● Aim of the exercise: Copy out every line of the data where the word "switch" is found.

● Records for this task:
'''
//! Ringtimer Hardware Abstraction Layer
//!
//! This crate defines the traits the control core uses to reach the
//! hardware it does not own: the encoder and button lines, and the
//! addressable pixel ring. Board crates implement them; the core only
//! ever sees these abstractions.
//!
//! # Architecture
//!
//! ```text
//! ┌─────────────────────────────────────────┐
//! │  ringtimer-core (poll loop, animation)  │
//! └─────────────────────────────────────────┘
//!                     │
//!                     ▼
//! ┌─────────────────────────────────────────┐
//! │  ringtimer-hal (this crate - traits)    │
//! └─────────────────────────────────────────┘
//!                     │
//!         ┌───────────┴───────────┐
//!         ▼                       ▼
//! ┌───────────────┐       ┌───────────────┐
//! │  GPIO lines   │       │  pixel driver │
//! └───────────────┘       └───────────────┘
//! ```
//!
//! # Traits
//!
//! - [`gpio::InputPin`] - Digital input lines (encoder clock/data, button)
//! - [`pixel::PixelWriter`] - Per-pixel color writes plus frame flush

#![no_std]
#![deny(unsafe_code)]

pub mod gpio;
pub mod pixel;

pub use gpio::InputPin;
pub use pixel::{HalError, PixelWriter};

/// 8-bit RGB color used for every pixel
pub use rgb::RGB8;
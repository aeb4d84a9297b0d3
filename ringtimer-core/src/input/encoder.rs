//! Rotary encoder front-end
//!
//! The encoder module has two halves with different owners. The rotation
//! lines belong to the pin-change interrupt ([`QuadratureInput`]), the push
//! switch belongs to the poll loop ([`ButtonInput`]). The only state they
//! share is the [`StepCounter`].

use ringtimer_hal::InputPin;

use super::button::{ButtonClassifier, ButtonEdge};
use super::counter::StepCounter;
use super::quadrature::{QuadratureDecoder, QuadratureSample};
use crate::config::Config;

/// Input gathered during one poll cycle
#[derive(Debug, Clone, Copy, PartialEq, Eq, Default)]
#[cfg_attr(feature = "defmt", derive(defmt::Format))]
pub struct InputEvents {
    /// Net encoder steps since the previous poll (positive = clockwise)
    pub steps: i32,
    /// Classified button event, if a press cycle finished
    pub button: Option<ButtonEdge>,
}

impl InputEvents {
    /// Check if nothing happened this cycle
    pub fn is_empty(&self) -> bool {
        self.steps == 0 && self.button.is_none()
    }
}

/// Rotation half, owned by the interrupt context
pub struct QuadratureInput<CLK, DT> {
    clock: CLK,
    data: DT,
    decoder: QuadratureDecoder,
}

impl<CLK: InputPin, DT: InputPin> QuadratureInput<CLK, DT> {
    /// Create the rotation handler
    ///
    /// The decoder is seeded with the lines' current levels so the first
    /// sample does not produce a spurious step.
    pub fn new(clock: CLK, data: DT) -> Self {
        let initial = QuadratureSample::new(clock.is_high(), data.is_high());

        Self {
            clock,
            data,
            decoder: QuadratureDecoder::with_initial(initial),
        }
    }

    /// Sample the rotation lines and record any step
    ///
    /// A table lookup plus one counter update; never blocks.
    pub fn sample(&mut self, counter: &StepCounter) {
        let sample = QuadratureSample::new(self.clock.is_high(), self.data.is_high());
        if let Some(direction) = self.decoder.decode(sample) {
            counter.record(direction);
        }
    }
}

/// Push-switch half, owned by the poll loop
pub struct ButtonInput<SW> {
    switch: SW,
    button: ButtonClassifier,
}

impl<SW: InputPin> ButtonInput<SW> {
    pub fn new(switch: SW, config: &Config) -> Self {
        Self {
            switch,
            button: ButtonClassifier::from_config(config),
        }
    }

    /// Collect this cycle's input
    ///
    /// Drains the step counter and samples the button line.
    pub fn poll(&mut self, counter: &StepCounter, now_ms: u32) -> InputEvents {
        InputEvents {
            steps: counter.drain(),
            button: self.button.poll(self.switch.is_high(), now_ms),
        }
    }
}
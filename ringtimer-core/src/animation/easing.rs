//! Easing curves and periodic waves
//!
//! Pure numeric transforms on normalized time. Inputs outside `[0, 1]`
//! are clamped first.

/// Quartic ease-out: fast start, long soft landing
pub fn ease_out_quart(x: f32) -> f32 {
    let inv = 1.0 - x.clamp(0.0, 1.0);
    1.0 - inv * inv * inv * inv
}

/// Cubic ease-in-out: slow at both ends, symmetric around 0.5
pub fn ease_in_out_cubic(x: f32) -> f32 {
    let x = x.clamp(0.0, 1.0);
    if x < 0.5 {
        4.0 * x * x * x
    } else {
        let t = -2.0 * x + 2.0;
        1.0 - t * t * t / 2.0
    }
}

/// Bounce ease-out: four parabolic arcs of decreasing height
pub fn ease_out_bounce(x: f32) -> f32 {
    const N1: f32 = 7.5625;
    const D1: f32 = 2.75;

    let x = x.clamp(0.0, 1.0);
    if x < 1.0 / D1 {
        N1 * x * x
    } else if x < 2.0 / D1 {
        let t = x - 1.5 / D1;
        N1 * t * t + 0.75
    } else if x < 2.5 / D1 {
        let t = x - 2.25 / D1;
        N1 * t * t + 0.9375
    } else {
        let t = x - 2.625 / D1;
        N1 * t * t + 0.984375
    }
}

/// Sawtooth phase of `timestamp_ms` within `period_ms` (0.0 to <1.0)
pub fn phase(timestamp_ms: u32, period_ms: u32) -> f32 {
    if period_ms == 0 {
        return 0.0;
    }
    (timestamp_ms % period_ms) as f32 / period_ms as f32
}

/// Triangle wave 0 -> 1 -> 0 over `period_ms`
pub fn ping_pong(timestamp_ms: u32, period_ms: u32) -> f32 {
    let p = phase(timestamp_ms, period_ms);
    if p < 0.5 {
        p * 2.0
    } else {
        2.0 - p * 2.0
    }
}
'''
● Finished task:
//! switch belongs to the poll loop ([`ButtonInput`]). The only state they
/// Push-switch half, owned by the poll loop
    switch: SW,
    pub fn new(switch: SW, config: &Config) -> Self {
            switch,
            button: self.button.poll(self.switch.is_high(), now_ms),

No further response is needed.